### EXERCISE GOAL
Search the material below for the string "ApiConfig" and list each line that holds it.

### DATA SHOWN
▼

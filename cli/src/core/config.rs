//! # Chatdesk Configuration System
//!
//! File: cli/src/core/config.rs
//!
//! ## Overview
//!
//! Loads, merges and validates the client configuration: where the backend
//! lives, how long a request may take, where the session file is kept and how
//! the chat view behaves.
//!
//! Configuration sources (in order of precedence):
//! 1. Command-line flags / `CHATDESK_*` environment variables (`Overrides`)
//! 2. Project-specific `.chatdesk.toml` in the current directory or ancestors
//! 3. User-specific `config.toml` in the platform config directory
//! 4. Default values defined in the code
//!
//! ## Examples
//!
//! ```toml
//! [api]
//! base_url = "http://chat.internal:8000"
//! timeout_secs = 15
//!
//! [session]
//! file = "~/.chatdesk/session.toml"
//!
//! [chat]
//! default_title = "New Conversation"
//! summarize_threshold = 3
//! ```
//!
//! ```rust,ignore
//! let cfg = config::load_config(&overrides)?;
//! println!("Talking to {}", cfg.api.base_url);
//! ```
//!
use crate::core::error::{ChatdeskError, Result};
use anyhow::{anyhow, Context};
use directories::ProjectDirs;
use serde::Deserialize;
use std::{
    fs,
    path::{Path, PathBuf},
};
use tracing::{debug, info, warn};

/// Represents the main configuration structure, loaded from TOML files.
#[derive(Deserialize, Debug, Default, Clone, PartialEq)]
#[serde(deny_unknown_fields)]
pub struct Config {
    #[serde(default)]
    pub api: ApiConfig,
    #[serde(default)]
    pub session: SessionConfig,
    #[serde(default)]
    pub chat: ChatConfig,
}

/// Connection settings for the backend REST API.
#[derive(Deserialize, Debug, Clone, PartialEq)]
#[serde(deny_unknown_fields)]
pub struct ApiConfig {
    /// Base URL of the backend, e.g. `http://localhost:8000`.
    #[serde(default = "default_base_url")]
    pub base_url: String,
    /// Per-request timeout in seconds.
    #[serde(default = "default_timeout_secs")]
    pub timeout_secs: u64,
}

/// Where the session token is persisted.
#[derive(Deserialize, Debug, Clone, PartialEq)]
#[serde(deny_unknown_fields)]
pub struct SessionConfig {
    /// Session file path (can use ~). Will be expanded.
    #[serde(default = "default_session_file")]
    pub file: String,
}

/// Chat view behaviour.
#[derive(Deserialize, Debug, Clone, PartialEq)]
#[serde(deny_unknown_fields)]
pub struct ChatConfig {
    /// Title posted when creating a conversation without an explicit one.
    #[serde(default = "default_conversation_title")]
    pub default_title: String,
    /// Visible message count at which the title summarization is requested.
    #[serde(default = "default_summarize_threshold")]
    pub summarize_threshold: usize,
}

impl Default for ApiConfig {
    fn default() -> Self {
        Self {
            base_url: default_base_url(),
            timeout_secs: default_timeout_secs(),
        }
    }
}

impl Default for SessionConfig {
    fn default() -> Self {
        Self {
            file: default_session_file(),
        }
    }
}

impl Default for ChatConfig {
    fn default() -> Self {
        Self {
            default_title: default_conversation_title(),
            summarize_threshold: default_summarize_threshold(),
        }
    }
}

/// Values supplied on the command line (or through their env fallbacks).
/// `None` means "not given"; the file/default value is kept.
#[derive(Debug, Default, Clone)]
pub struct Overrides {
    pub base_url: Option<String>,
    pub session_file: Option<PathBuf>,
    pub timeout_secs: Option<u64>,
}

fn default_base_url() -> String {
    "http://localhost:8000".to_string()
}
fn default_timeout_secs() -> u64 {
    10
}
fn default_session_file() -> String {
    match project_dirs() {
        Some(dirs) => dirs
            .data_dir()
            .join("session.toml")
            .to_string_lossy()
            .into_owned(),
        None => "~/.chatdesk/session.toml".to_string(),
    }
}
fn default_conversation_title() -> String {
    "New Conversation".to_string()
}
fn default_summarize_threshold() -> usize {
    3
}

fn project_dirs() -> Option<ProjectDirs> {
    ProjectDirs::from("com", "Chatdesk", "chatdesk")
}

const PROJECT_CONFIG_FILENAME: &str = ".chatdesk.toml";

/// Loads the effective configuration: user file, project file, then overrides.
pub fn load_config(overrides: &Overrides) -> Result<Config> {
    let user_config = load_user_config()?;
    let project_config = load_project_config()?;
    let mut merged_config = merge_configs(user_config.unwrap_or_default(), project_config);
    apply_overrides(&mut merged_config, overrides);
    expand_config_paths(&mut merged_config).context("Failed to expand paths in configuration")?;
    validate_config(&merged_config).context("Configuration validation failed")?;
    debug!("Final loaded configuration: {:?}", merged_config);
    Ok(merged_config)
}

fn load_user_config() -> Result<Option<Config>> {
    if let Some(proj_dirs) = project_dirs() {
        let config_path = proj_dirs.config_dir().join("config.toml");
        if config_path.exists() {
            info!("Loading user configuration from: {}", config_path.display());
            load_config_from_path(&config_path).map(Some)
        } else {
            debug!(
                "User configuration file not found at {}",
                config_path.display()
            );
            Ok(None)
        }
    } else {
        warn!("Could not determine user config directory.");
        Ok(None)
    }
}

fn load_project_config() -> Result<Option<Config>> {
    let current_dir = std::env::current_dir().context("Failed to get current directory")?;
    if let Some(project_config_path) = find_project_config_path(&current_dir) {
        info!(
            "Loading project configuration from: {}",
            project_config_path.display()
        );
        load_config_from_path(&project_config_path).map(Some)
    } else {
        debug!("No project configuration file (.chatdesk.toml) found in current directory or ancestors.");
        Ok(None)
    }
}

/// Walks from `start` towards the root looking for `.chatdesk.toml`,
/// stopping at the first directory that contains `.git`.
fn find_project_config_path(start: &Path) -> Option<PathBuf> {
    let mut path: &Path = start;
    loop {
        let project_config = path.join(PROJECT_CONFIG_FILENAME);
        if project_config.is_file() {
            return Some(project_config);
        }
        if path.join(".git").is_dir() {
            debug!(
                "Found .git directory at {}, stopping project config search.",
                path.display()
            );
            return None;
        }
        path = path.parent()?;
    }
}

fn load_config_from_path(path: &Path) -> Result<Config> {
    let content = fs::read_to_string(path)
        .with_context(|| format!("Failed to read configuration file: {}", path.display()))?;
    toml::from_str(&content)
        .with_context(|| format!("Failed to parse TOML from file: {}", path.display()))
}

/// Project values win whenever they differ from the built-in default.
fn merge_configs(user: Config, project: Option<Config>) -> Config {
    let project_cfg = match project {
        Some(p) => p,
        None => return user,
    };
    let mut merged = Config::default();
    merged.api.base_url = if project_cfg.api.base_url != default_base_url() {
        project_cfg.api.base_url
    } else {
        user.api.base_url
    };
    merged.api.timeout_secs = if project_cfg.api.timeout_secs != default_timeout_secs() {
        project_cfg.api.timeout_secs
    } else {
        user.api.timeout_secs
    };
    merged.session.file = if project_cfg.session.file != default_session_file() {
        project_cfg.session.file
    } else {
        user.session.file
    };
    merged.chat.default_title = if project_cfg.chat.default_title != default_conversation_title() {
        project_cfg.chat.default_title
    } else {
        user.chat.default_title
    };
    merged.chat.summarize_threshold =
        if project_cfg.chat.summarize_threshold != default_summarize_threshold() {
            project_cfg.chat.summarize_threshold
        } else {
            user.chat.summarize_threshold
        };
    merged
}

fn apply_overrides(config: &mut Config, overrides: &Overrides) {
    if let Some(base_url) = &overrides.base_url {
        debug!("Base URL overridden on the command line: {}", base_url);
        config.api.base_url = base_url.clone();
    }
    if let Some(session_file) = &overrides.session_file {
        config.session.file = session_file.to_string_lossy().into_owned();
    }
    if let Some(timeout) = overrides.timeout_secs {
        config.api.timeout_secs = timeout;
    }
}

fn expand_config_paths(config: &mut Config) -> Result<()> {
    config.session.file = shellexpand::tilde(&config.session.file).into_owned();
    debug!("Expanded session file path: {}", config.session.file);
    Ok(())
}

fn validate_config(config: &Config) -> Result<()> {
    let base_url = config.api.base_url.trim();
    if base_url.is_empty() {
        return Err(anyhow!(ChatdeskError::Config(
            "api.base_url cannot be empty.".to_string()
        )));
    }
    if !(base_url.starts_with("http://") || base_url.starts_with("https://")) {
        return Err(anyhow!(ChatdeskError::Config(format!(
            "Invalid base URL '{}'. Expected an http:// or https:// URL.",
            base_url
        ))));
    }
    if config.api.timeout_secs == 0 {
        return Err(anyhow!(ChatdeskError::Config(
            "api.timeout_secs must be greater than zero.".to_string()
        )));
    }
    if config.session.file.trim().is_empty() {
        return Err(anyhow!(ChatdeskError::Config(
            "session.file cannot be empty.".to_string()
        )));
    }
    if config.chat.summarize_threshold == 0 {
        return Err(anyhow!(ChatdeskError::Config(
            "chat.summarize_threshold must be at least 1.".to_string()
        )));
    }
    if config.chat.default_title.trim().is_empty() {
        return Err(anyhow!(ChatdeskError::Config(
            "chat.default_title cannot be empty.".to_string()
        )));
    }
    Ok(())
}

▲
▼

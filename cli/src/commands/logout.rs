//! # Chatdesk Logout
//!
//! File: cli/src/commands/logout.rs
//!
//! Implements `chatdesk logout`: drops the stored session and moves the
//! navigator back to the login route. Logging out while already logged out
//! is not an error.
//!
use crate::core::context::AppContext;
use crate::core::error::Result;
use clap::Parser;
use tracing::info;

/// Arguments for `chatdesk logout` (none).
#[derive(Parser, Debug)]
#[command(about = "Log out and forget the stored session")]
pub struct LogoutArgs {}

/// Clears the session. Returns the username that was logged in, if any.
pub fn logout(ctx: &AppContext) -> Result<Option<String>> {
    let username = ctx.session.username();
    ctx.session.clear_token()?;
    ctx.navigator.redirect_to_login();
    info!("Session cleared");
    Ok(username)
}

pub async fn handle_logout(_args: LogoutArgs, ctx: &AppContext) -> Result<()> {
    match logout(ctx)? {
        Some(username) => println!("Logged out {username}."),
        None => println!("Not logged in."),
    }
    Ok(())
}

▲

### EXERCISE OUTPUT
    pub api: ApiConfig,
pub struct ApiConfig {
impl Default for ApiConfig {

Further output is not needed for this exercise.